Content analysis: The content of interviews and other texts is systematically analyzed. Often data is 'coded' as a
part of the 'grounded theory' approach using qualitative data analysis (QDA) software, such
as NVivo,[105] Atlas.ti, or QDA Miner.
Experimental research: The researcher isolates a single social process and reproduces it in a laboratory (for
example, by creating a situation where unconscious sexist judgments are possible), seeking to determine
whether or not certain social variables can cause, or depend upon, other variables (for instance, seeing if
people's feelings about traditional gender roles can be manipulated by the activation of contrasting
gender stereotypes).[106]Participants are randomly assigned to different groups which either serve as controls
acting as reference points because they are tested with regard to the dependent variable, albeit without having
been exposed to any independent variables of interestor receive one or more treatments. Randomization
allows the researcher to be sure that any resulting differences between groups are the result of the treatment.

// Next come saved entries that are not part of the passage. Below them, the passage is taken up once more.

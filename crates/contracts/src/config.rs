//! Pipeline configuration contracts shared across crates.

use serde::{Deserialize, Serialize};

use crate::SessionMode;

/// Complete pipeline configuration blueprint
#[derive(Debug, Clone, Serialize, Deserialize)]
pub struct PipelineConfig {
    /// Target device and session mode
    pub device: DeviceConfig,

    /// Reconnect backoff policy
    #[serde(default)]
    pub reconnect: ReconnectConfig,

    /// Detection engine tuning
    #[serde(default)]
    pub detection: DetectionConfig,

    /// Durable buffer tuning
    #[serde(default)]
    pub buffer: BufferConfig,

    /// Sync engine tuning
    #[serde(default)]
    pub sync: SyncConfig,

    /// Local row store location
    #[serde(default)]
    pub storage: StorageConfig,
}

/// Target device configuration
#[derive(Debug, Clone, Serialize, Deserialize)]
pub struct DeviceConfig {
    /// Substring matched against advertised peripheral names during scan
    pub name_filter: String,

    /// Recording mode
    #[serde(default)]
    pub mode: SessionMode,

    /// Enable the derived-interval (beat-to-beat) channel in standard mode
    #[serde(default)]
    pub ppi_enabled: bool,

    /// Scan auto-stop timeout
    #[serde(default = "default_scan_timeout_ms")]
    pub scan_timeout_ms: u64,

    /// MTU requested after connecting (best-effort)
    #[serde(default = "default_mtu")]
    pub mtu: u16,

    /// Settling delay between stream-stop control commands. The peripheral
    /// firmware requires settling time rather than acknowledging commands.
    #[serde(default = "default_stop_settle_ms")]
    pub stop_settle_ms: u64,
}

fn default_scan_timeout_ms() -> u64 {
    10_000
}

fn default_mtu() -> u16 {
    232
}

fn default_stop_settle_ms() -> u64 {
    200
}

/// Reconnect backoff policy configuration.
///
/// delay(n) = min(base_delay_ms * multiplier^(n-1), max_delay_ms) for n >= 1.
#[derive(Debug, Clone, Serialize, Deserialize)]
pub struct ReconnectConfig {
    /// First-attempt delay, milliseconds
    pub base_delay_ms: u64,
    /// Exponential growth factor
    pub multiplier: f64,
    /// Delay cap, milliseconds
    pub max_delay_ms: u64,
}

impl Default for ReconnectConfig {
    fn default() -> Self {
        Self {
            base_delay_ms: 2_000,
            multiplier: 1.5,
            max_delay_ms: 30_000,
        }
    }
}

/// Gait analysis strategy selection
#[derive(Debug, Clone, Copy, PartialEq, Eq, Default, Serialize, Deserialize)]
#[serde(rename_all = "snake_case")]
pub enum GaitStrategy {
    /// Windowed discrete transform, adaptive magnitude threshold
    #[default]
    SpectralPeak,
    /// Morlet kernel bank, fixed-threshold ridge search
    WaveletRidge,
}

/// Detection engine configuration
#[derive(Debug, Clone, Serialize, Deserialize)]
pub struct DetectionConfig {
    /// Motion channel sample rate, Hz
    pub sample_rate_hz: f32,

    /// Analysis window length, seconds (buffer capacity rounds up to the
    /// next power of two of rate * window)
    pub window_seconds: f32,

    /// Analysis timer cadence, milliseconds
    pub analysis_interval_ms: u64,

    /// Active gait strategy
    #[serde(default)]
    pub strategy: GaitStrategy,

    /// Consecutive agreeing windows before the confirmed flag flips
    pub frames_to_confirm: u32,

    /// Cadence clamp band, Hz
    pub min_cadence_hz: f32,
    pub max_cadence_hz: f32,

    /// Search band for both strategies, Hz
    pub band_low_hz: f32,
    pub band_high_hz: f32,

    /// Spectral-peak strategy tuning
    #[serde(default)]
    pub spectral: SpectralConfig,

    /// Wavelet-ridge strategy tuning
    #[serde(default)]
    pub ridge: RidgeConfig,

    /// Optical heart-rate estimator tuning
    #[serde(default)]
    pub pulse: PulseConfig,
}

impl Default for DetectionConfig {
    fn default() -> Self {
        Self {
            sample_rate_hz: 52.0,
            window_seconds: 4.0,
            analysis_interval_ms: 2_000,
            strategy: GaitStrategy::default(),
            frames_to_confirm: 3,
            min_cadence_hz: 0.8,
            max_cadence_hz: 3.5,
            band_low_hz: 0.5,
            band_high_hz: 4.0,
            spectral: SpectralConfig::default(),
            ridge: RidgeConfig::default(),
            pulse: PulseConfig::default(),
        }
    }
}

/// Spectral-peak strategy configuration
#[derive(Debug, Clone, Serialize, Deserialize)]
pub struct SpectralConfig {
    /// Trailing moving-average window over non-walking magnitudes
    pub adaptive_window: usize,
    /// Multiplier applied to the moving average
    pub adaptive_factor: f32,
    /// Floor clamp on the adaptive threshold
    pub threshold_floor: f32,
    /// Minimum history before the adaptive threshold takes over
    pub bootstrap_min: usize,
    /// Fixed threshold used until the history bootstraps
    pub fallback_threshold: f32,
}

impl Default for SpectralConfig {
    fn default() -> Self {
        Self {
            adaptive_window: 15,
            adaptive_factor: 1.15,
            threshold_floor: 0.02,
            bootstrap_min: 5,
            fallback_threshold: 0.025,
        }
    }
}

/// Wavelet-ridge strategy configuration
#[derive(Debug, Clone, Serialize, Deserialize)]
pub struct RidgeConfig {
    /// Morlet center-frequency parameter (omega_0)
    pub omega0: f32,
    /// Number of scales spanning the search band
    pub scales: usize,
    /// Kernel truncation: at most this many taps, applied causally
    pub max_taps: usize,
    /// Fixed ridge-magnitude threshold
    pub threshold: f32,
}

impl Default for RidgeConfig {
    fn default() -> Self {
        Self {
            omega0: 6.0,
            scales: 25,
            max_taps: 64,
            threshold: 0.5,
        }
    }
}

/// Optical heart-rate estimator configuration
#[derive(Debug, Clone, Serialize, Deserialize)]
pub struct PulseConfig {
    /// Moving-average half-width for the smoothing pass
    pub smooth_half_width: usize,
    /// Peak acceptance fraction of the smoothed maximum
    pub peak_fraction: f32,
    /// Spectral estimate length, samples
    pub spectral_len: usize,
    /// Minimum buffered samples before peak detection runs
    pub min_peak_samples: usize,
    /// Inter-peak gaps at or above this are discarded, milliseconds
    pub max_peak_gap_ms: i64,
    /// Plausibility band, beats per minute
    pub min_bpm: u16,
    pub max_bpm: u16,
}

impl Default for PulseConfig {
    fn default() -> Self {
        Self {
            smooth_half_width: 5,
            peak_fraction: 0.6,
            spectral_len: 512,
            min_peak_samples: 100,
            max_peak_gap_ms: 2_000,
            min_bpm: 30,
            max_bpm: 200,
        }
    }
}

/// Durable buffer configuration
#[derive(Debug, Clone, Serialize, Deserialize)]
pub struct BufferConfig {
    /// Flush timer cadence while recording, milliseconds
    pub flush_interval_ms: u64,
    /// Cross-channel merge window, milliseconds
    pub merge_window_ms: i64,
    /// Bounded backward search depth for merge candidates
    pub merge_search_depth: usize,
    /// Sample channel capacity between link and storage/detection tasks
    pub channel_capacity: usize,
}

impl Default for BufferConfig {
    fn default() -> Self {
        Self {
            flush_interval_ms: 1_000,
            merge_window_ms: 50,
            merge_search_depth: 10,
            channel_capacity: 256,
        }
    }
}

/// Sync engine configuration
#[derive(Debug, Clone, Serialize, Deserialize)]
pub struct SyncConfig {
    /// Rows per upload batch
    pub batch_size: usize,
}

impl Default for SyncConfig {
    fn default() -> Self {
        Self { batch_size: 500 }
    }
}

/// Local row store configuration
#[derive(Debug, Clone, Serialize, Deserialize)]
pub struct StorageConfig {
    /// SQLite database path; ":memory:" keeps the store in memory
    pub db_path: String,
}

impl Default for StorageConfig {
    fn default() -> Self {
        Self {
            db_path: "telemetry.db".to_string(),
        }
    }
}

#[cfg(test)]
mod tests {
    use super::*;

    #[test]
    fn test_defaults_match_policy() {
        let r = ReconnectConfig::default();
        assert_eq!(r.base_delay_ms, 2_000);
        assert_eq!(r.max_delay_ms, 30_000);

        let d = DetectionConfig::default();
        assert_eq!(d.frames_to_confirm, 3);
        assert_eq!(d.spectral.adaptive_window, 15);
        assert_eq!(d.pulse.spectral_len, 512);
    }

    #[test]
    fn test_toml_partial_sections_fill_defaults() {
        let json = r#"{ "device": { "name_filter": "Sense" } }"#;
        let cfg: PipelineConfig = serde_json::from_str(json).unwrap();
        assert_eq!(cfg.device.scan_timeout_ms, 10_000);
        assert_eq!(cfg.buffer.flush_interval_ms, 1_000);
        assert_eq!(cfg.sync.batch_size, 500);
    }
}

Longitudinal study: An extensive examination of a specific person or group over a long period of time.
Observation: Using data from the senses, the researcher records information about social phenomenon or
behavior. Observation techniques may or may not feature participation. In participant observation, the
researcher goes into the field (such as a community or a place of work), and participates in the activities of the
field for a prolonged period of time in order to acquire a deep understanding of it.[107] Data acquired through
these techniques may be analyzed either quantitatively or qualitatively.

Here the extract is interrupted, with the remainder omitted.